The line containing "pub mod resample;" marks the end: restate word for word every line from the first line of the entries below through that one.

------

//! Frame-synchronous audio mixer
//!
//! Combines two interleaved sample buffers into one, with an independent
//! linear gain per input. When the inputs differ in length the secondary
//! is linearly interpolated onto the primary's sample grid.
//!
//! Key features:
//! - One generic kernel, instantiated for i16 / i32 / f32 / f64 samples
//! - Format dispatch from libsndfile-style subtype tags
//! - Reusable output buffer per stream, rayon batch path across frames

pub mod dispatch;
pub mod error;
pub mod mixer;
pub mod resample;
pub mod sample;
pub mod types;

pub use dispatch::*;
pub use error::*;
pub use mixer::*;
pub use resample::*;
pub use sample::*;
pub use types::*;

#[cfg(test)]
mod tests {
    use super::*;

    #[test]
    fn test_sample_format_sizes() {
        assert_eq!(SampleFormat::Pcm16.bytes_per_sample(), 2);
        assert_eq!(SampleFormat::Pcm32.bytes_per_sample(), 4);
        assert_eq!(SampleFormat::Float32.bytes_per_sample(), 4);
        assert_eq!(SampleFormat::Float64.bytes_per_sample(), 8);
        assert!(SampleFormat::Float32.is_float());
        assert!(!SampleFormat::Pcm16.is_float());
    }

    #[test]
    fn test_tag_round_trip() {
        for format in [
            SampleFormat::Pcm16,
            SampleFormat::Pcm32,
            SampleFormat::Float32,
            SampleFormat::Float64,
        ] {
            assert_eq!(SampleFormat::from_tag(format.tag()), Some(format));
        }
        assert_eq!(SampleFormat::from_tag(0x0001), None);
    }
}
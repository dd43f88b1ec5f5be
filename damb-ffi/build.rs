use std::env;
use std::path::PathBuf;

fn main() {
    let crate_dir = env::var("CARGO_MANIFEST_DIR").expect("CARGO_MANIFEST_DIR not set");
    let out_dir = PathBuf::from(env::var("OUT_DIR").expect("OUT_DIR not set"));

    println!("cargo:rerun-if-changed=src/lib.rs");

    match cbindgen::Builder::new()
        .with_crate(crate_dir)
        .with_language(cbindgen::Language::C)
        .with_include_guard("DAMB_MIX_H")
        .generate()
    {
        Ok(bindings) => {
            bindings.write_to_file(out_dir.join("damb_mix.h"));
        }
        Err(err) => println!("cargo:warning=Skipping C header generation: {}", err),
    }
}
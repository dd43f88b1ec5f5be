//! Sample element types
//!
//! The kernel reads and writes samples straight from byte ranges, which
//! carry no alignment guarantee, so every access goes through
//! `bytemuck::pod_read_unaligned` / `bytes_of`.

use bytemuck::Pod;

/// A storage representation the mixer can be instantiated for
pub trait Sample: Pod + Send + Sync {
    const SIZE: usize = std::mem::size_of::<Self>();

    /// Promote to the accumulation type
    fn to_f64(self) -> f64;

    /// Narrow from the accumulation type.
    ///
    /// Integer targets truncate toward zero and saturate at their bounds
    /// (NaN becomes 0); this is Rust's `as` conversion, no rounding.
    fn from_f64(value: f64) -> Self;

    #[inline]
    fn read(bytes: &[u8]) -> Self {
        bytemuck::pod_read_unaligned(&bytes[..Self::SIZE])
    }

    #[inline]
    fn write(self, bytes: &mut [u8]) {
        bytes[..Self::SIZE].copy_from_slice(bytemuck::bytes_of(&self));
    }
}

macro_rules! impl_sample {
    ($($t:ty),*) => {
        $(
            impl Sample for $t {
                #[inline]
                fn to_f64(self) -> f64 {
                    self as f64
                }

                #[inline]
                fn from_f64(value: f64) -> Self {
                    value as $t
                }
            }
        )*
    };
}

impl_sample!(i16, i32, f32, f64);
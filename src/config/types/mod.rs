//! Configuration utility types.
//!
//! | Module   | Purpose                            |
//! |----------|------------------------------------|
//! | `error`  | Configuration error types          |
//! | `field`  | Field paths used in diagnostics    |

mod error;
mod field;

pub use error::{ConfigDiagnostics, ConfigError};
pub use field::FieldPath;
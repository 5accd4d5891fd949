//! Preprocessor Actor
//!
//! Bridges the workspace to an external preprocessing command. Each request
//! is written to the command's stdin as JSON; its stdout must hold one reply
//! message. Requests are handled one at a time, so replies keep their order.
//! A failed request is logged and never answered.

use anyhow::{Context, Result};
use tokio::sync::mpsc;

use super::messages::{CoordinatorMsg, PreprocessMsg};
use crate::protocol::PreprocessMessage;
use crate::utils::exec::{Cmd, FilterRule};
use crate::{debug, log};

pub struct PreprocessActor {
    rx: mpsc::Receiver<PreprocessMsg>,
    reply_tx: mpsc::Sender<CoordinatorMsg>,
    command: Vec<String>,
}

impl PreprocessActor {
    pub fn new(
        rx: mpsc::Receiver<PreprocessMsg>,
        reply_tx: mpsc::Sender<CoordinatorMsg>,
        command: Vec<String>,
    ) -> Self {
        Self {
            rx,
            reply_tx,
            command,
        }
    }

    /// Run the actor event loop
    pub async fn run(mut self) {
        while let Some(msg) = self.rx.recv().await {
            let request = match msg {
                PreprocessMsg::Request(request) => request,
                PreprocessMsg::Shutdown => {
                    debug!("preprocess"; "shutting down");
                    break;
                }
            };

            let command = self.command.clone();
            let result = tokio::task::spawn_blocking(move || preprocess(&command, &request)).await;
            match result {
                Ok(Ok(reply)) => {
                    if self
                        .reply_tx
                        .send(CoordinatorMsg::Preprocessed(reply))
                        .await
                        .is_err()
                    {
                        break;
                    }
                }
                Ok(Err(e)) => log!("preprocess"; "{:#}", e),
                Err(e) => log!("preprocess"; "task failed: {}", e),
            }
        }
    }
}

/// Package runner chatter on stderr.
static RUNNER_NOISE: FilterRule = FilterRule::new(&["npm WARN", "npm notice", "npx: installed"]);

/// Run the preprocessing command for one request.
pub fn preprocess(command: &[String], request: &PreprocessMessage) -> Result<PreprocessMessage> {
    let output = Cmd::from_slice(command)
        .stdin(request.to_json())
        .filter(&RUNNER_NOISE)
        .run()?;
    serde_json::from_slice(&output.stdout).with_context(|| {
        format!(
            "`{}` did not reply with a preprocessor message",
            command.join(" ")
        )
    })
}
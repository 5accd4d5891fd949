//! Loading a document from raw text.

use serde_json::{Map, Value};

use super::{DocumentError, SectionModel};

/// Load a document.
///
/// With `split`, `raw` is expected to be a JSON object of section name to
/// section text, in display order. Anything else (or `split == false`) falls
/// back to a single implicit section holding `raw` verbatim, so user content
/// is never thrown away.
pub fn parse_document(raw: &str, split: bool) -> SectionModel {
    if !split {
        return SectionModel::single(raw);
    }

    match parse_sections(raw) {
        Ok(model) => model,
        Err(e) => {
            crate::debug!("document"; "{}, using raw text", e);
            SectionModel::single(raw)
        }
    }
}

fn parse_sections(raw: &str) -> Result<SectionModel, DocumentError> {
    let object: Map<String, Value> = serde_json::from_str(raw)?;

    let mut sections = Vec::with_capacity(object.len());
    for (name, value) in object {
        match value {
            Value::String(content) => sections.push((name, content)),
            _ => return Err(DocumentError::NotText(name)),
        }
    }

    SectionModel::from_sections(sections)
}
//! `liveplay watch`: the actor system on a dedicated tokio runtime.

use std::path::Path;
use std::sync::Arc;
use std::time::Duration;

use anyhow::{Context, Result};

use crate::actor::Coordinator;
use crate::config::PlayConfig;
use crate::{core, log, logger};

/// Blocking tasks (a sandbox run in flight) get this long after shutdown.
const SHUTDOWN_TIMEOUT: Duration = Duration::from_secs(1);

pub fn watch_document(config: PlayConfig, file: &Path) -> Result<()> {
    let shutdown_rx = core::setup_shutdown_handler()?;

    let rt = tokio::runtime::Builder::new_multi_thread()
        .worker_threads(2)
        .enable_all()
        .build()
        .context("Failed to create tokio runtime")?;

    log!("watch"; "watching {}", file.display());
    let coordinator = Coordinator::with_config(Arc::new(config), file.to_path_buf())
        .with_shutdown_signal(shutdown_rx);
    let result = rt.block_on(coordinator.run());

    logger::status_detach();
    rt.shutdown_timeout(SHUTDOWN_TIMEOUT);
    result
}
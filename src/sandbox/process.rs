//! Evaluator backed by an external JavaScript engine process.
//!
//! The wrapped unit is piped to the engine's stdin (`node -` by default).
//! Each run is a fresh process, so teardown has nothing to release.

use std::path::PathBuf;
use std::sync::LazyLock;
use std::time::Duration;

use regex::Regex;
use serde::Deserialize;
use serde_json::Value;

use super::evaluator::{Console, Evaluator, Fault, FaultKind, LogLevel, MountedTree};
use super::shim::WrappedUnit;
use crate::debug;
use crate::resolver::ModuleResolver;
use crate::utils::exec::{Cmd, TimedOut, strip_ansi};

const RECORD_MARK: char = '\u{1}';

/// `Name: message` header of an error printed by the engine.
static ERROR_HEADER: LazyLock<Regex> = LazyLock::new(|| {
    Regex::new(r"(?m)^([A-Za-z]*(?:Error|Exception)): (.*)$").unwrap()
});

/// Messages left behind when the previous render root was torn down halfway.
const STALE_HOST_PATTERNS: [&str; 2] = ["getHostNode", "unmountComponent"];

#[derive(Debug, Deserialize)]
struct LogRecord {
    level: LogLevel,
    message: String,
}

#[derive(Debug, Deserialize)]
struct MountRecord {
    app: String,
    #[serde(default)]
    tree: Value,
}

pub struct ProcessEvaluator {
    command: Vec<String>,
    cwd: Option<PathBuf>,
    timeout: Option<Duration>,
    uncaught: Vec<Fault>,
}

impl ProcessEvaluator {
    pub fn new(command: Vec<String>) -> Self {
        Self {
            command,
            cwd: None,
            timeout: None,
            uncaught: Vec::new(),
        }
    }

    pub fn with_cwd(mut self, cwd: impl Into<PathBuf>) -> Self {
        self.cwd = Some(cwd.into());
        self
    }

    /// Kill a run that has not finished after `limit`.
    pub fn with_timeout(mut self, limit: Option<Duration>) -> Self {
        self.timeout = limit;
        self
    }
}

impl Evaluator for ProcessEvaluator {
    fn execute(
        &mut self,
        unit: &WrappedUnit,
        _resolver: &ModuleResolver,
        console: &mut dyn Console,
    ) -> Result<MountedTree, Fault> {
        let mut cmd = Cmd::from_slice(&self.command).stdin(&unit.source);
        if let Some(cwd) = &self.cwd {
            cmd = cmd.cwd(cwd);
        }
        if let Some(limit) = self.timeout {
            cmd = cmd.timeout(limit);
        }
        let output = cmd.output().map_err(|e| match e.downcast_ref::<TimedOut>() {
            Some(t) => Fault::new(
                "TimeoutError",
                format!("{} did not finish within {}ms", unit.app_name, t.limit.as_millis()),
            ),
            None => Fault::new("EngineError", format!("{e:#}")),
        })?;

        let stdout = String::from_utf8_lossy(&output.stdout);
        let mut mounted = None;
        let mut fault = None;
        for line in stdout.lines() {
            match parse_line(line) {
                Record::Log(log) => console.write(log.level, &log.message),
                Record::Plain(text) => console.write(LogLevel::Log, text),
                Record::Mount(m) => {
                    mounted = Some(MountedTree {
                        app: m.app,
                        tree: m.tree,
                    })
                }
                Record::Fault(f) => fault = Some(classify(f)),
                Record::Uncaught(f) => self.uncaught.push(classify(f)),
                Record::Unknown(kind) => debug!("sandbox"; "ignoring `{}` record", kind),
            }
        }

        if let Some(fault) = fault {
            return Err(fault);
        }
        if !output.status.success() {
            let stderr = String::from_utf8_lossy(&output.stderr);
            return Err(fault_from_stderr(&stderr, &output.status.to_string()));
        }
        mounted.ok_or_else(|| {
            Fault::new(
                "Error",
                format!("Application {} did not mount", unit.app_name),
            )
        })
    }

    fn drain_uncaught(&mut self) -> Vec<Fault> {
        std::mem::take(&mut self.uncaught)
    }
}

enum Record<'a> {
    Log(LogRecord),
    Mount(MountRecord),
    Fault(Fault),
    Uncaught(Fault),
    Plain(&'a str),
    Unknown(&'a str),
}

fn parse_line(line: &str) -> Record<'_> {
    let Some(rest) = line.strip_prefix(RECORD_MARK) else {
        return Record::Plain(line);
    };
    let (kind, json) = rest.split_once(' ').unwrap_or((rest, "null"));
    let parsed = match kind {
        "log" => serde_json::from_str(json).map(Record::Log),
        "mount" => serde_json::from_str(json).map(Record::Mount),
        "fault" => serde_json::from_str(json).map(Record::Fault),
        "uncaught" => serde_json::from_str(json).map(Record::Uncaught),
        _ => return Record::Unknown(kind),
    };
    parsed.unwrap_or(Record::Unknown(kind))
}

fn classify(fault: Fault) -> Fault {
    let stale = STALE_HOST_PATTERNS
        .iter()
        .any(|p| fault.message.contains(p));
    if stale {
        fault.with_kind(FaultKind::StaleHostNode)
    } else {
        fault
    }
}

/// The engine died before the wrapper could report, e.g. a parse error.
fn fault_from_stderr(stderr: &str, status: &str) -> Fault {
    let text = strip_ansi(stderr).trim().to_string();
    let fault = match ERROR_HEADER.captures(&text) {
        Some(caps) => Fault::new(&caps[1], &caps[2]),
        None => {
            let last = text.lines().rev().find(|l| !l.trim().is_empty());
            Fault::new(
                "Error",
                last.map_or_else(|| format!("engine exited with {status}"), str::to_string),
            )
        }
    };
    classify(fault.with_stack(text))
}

------

TASK RESPONSE.
//! Frame-synchronous audio mixer
//!
//! Combines two interleaved sample buffers into one, with an independent
//! linear gain per input. When the inputs differ in length the secondary
//! is linearly interpolated onto the primary's sample grid.
//!
//! Key features:
//! - One generic kernel, instantiated for i16 / i32 / f32 / f64 samples
//! - Format dispatch from libsndfile-style subtype tags
//! - Reusable output buffer per stream, rayon batch path across frames

pub mod dispatch;
pub mod error;
pub mod mixer;
pub mod resample;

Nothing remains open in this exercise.